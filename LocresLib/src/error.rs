//! Error types for `LocresLib`

use thiserror::Error;

/// The error type for `LocresLib` operations.
#[non_exhaustive]
#[derive(Error, Debug)]
pub enum Error {
    // ==================== IO Errors ====================
    /// IO error from file or stream operations.
    ///
    /// Reads past the end of a truncated file surface here with
    /// [`std::io::ErrorKind::UnexpectedEof`].
    #[error("IO error: {0}")]
    Io(#[from] std::io::Error),

    // ==================== LOCRES Format Errors ====================
    /// The version byte following the magic is not a known layout.
    #[error("unrecognized locres version: {0} (supported: 0-3)")]
    UnrecognizedVersion(u8),

    /// A string length field points past the end of the available data.
    #[error("malformed string at offset {offset}: length {length} exceeds remaining {remaining} bytes")]
    MalformedString {
        /// The raw signed length field.
        length: i32,
        /// Stream offset of the length field.
        offset: u64,
        /// Bytes left in the stream after the length field.
        remaining: u64,
    },

    /// A localized string index is outside the string table.
    #[error("malformed string table index {index} (table holds {count} strings)")]
    MalformedIndex {
        /// The index read from the entry.
        index: i32,
        /// Number of strings in the table.
        count: usize,
    },

    /// A count or offset field is negative or otherwise impossible.
    #[error("invalid {field}: {value}")]
    InvalidField {
        /// Name of the header or body field.
        field: &'static str,
        /// The value that was read.
        value: i64,
    },

    /// The document is too large to be described by the 32-bit fields of the format.
    #[error("{what} count {count} does not fit in a 32-bit field")]
    TooManyItems {
        /// What is being counted (namespaces, entries, strings).
        what: &'static str,
        /// The count that overflowed.
        count: usize,
    },

    // ==================== Parsing Errors ====================
    /// A format name (e.g. from the command line) is unknown.
    #[error("unknown locres format '{0}' (expected legacy, compact, optimized or cityhash)")]
    UnknownFormatName(String),
}

/// A specialized Result type for `LocresLib` operations.
pub type Result<T> = std::result::Result<T, Error>;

++++++

Requirement
Extract every line of the records above that contains the word "length".

Exercise output
    /// A string length field points past the end of the available data.
    #[error("malformed string at offset {offset}: length {length} exceeds remaining {remaining} bytes")]
        /// The raw signed length field.
        length: i32,
        /// Stream offset of the length field.
        /// Bytes left in the stream after the length field.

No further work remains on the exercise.